THOMAS Pringle has said the Government must focus on prevention of homelessness rather than waiting for people to be in homelessness before steps are taken.
The Killybegs-based Independent TD was speaking in support of the Homeless Prevention Bill 2020 in the Dáil on Tuesday evening.
Deputy Pringle said: “This Bill seeks to amend the Housing Act 1988 in order to provide a legal definition of persons at risk of homelessness. This is hugely important because for many years we have had to wait for people to present as homeless before they could access supports – that’s ridiculous.”
Deputy Pringle said there are currently more than 2,600 children in homelessness in Ireland today, an increase of 200 per cent in five years.
He said: “This figure doesn’t include the children that are in direct provision centres or domestic violence refuges, so we know that the true figure is much, much higher.
“I am not saying ‘homeless children’. I am saying ‘children in homelessness’ because Fine Gael, Fianna Fáil, the Greens and governments since the ‘90s have forced these children into homelessness. Their policies have taken away their childhoods, created untold longer-term impacts on their development, mental health and later life outcomes.

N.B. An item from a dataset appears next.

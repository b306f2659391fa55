//! HTTP client building for the consent flow.

mod client;

pub use client::{HttpClientBuilder, HttpClientConfig, AUTHORIZE_PATH};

“It is the greatest shame of our country in modern days.”
Deputy Pringle also read into the record excerpts from Homeless Stories, a book by Emu Ink that contains accounts of 20 children between the ages of 5 and 13 who have been in homeless accommodation during the coronavirus pandemic.
Eight-year-old Charley from Dublin said: “Once back in our room, I had no space to play or have any fun and even when I tried to play with my toys my little brother would wreck them. This made my heart very sad.”
A 10-year-old, Kasey, said: “I’ve had three birthdays and two Christmases living in the hotel now, but this Christmas could be our first in a new home.
“I wanted to tell my story because if there’s another family who move into our hotel room when we finally get to move out, I wanted them to know they are not alone.”
Deputy Pringle also called attention to the #Don’tForgetMe campaign, which is highlighting the deaths of people in homelessness this year.
He Pringle said: “Any needless death, like that of Jonathan Corrie across the road in 2014, is a disgrace to our nation.”
He urged the Government to support the Sinn Féin bill and commended Deputy Eoin Ó Broin for bringing it forward and for his work in this area.